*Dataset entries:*
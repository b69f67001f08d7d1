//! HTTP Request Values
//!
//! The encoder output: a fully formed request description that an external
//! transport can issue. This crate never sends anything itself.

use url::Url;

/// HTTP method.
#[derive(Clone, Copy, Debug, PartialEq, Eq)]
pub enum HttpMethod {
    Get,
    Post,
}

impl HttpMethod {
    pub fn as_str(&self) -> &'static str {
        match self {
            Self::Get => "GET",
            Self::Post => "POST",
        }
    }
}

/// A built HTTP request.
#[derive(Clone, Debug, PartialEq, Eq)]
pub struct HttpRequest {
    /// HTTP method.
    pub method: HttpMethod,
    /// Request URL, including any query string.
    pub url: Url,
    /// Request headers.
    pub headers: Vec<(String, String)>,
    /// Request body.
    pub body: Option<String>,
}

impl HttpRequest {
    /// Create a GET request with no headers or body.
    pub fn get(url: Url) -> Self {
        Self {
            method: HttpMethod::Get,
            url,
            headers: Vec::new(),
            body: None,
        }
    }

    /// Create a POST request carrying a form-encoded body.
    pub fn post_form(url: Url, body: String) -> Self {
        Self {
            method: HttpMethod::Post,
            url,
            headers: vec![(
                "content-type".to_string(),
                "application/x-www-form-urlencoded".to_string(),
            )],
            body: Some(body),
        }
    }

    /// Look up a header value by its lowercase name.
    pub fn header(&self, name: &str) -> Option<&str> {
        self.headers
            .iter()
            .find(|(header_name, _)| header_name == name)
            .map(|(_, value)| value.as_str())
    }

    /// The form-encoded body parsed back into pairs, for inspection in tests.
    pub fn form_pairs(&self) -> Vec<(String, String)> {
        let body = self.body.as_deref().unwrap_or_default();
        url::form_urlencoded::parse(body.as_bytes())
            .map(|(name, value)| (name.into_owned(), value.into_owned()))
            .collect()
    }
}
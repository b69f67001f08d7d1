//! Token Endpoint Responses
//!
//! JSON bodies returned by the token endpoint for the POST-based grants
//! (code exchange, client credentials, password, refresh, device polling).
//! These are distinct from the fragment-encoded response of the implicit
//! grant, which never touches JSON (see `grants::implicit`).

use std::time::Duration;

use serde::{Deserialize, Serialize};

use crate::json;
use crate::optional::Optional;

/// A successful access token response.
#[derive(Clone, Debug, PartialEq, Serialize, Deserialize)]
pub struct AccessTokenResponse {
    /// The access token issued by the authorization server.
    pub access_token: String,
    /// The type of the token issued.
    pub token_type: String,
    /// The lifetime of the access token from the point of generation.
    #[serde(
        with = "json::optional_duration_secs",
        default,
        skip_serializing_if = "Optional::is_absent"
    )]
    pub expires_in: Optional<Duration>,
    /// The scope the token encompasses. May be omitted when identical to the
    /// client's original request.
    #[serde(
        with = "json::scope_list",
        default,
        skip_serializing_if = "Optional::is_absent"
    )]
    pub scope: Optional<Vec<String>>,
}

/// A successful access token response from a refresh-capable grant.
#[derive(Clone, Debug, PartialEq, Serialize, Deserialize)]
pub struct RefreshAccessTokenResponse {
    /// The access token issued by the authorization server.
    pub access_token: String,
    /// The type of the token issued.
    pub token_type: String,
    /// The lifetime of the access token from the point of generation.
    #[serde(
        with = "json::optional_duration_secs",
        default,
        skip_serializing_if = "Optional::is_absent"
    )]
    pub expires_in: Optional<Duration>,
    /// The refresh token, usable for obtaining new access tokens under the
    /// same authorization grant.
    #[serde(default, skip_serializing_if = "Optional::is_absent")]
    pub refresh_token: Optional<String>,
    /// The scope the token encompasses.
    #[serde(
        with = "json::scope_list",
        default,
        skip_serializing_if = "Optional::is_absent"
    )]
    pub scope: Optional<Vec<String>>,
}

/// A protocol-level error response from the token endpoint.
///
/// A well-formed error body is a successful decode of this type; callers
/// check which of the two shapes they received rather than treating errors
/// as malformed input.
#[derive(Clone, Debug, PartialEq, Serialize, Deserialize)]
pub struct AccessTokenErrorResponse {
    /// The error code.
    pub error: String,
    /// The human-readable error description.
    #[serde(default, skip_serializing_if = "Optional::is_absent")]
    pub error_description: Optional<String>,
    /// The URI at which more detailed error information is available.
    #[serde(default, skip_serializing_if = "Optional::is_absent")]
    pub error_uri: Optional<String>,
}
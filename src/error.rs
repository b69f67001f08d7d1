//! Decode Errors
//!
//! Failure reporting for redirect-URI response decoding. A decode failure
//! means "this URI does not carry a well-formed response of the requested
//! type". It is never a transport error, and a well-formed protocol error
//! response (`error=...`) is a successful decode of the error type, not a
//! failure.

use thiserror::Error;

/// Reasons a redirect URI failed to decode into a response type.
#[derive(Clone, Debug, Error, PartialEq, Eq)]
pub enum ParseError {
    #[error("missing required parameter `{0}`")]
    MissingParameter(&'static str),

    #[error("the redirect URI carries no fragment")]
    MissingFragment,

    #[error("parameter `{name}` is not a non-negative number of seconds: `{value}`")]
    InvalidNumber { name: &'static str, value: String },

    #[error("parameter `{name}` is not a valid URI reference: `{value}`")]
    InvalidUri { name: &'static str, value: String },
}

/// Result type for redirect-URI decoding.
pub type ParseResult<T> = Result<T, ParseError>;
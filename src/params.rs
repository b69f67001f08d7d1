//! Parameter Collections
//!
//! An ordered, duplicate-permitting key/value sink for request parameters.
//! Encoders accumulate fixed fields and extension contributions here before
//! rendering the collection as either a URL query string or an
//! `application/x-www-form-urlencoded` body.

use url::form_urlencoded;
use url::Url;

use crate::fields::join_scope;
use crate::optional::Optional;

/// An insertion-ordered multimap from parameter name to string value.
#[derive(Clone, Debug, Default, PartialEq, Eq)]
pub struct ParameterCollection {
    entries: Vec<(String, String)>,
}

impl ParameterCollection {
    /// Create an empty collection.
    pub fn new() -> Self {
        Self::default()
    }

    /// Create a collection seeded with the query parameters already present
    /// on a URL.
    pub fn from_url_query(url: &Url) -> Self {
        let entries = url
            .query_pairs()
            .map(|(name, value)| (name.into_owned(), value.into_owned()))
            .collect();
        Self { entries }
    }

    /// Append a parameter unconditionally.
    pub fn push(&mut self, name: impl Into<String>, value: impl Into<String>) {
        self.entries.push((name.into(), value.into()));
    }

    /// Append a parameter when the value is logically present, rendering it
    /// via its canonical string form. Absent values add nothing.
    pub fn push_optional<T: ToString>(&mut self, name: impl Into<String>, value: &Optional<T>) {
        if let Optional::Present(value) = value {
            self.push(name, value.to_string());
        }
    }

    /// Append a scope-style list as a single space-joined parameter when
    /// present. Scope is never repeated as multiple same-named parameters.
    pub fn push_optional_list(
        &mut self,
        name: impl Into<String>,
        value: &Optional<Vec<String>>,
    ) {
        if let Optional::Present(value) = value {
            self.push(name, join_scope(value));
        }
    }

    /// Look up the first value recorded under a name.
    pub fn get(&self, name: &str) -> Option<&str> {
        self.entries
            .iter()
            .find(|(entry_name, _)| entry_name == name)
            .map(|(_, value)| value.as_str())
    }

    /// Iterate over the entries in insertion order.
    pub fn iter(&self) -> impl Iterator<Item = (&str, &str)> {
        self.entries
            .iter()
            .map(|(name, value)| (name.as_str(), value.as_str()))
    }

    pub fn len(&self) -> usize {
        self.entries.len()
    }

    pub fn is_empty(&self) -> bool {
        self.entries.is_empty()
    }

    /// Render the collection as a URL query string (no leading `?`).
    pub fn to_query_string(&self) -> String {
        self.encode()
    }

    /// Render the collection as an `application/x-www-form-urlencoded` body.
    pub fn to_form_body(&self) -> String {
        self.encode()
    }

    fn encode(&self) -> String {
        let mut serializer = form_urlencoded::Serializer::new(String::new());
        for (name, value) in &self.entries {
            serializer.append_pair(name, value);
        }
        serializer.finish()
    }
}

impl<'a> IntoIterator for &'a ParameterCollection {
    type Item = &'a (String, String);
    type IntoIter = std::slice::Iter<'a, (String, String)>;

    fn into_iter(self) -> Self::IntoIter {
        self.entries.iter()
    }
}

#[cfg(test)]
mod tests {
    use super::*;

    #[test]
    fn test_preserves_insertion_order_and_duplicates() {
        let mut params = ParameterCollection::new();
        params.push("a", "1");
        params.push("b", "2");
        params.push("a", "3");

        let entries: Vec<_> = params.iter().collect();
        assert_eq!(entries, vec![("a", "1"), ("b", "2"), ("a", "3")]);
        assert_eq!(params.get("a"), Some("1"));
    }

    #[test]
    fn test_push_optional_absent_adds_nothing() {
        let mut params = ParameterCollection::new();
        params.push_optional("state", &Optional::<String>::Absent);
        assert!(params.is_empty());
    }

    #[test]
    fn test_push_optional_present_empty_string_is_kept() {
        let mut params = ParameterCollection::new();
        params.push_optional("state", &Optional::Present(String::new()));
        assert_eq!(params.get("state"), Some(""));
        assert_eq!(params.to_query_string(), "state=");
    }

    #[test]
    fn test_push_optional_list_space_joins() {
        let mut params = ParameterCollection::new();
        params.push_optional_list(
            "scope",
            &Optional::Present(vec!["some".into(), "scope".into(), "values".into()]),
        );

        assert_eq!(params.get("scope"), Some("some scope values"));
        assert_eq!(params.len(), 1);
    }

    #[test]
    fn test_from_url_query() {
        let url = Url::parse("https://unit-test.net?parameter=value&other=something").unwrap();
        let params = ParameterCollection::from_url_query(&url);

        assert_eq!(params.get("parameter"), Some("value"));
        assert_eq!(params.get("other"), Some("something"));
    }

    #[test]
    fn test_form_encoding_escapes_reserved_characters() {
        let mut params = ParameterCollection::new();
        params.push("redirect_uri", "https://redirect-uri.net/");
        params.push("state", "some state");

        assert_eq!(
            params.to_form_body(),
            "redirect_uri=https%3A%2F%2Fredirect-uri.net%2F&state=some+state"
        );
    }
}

*Task brief:* From the data above, output exactly the lines between the one containing "as malformed input." and the one containing "pub enum ParseError", counting both of them.

*Response below:*
/// as malformed input.
#[derive(Clone, Debug, PartialEq, Serialize, Deserialize)]
pub struct AccessTokenErrorResponse {
    /// The error code.
    pub error: String,
    /// The human-readable error description.
    #[serde(default, skip_serializing_if = "Optional::is_absent")]
    pub error_description: Optional<String>,
    /// The URI at which more detailed error information is available.
    #[serde(default, skip_serializing_if = "Optional::is_absent")]
    pub error_uri: Optional<String>,
}
filename src/error.rs
repository b69f67001f08d7d1
//! Decode Errors
//!
//! Failure reporting for redirect-URI response decoding. A decode failure
//! means "this URI does not carry a well-formed response of the requested
//! type". It is never a transport error, and a well-formed protocol error
//! response (`error=...`) is a successful decode of the error type, not a
//! failure.

use thiserror::Error;

/// Reasons a redirect URI failed to decode into a response type.
#[derive(Clone, Debug, Error, PartialEq, Eq)]
pub enum ParseError {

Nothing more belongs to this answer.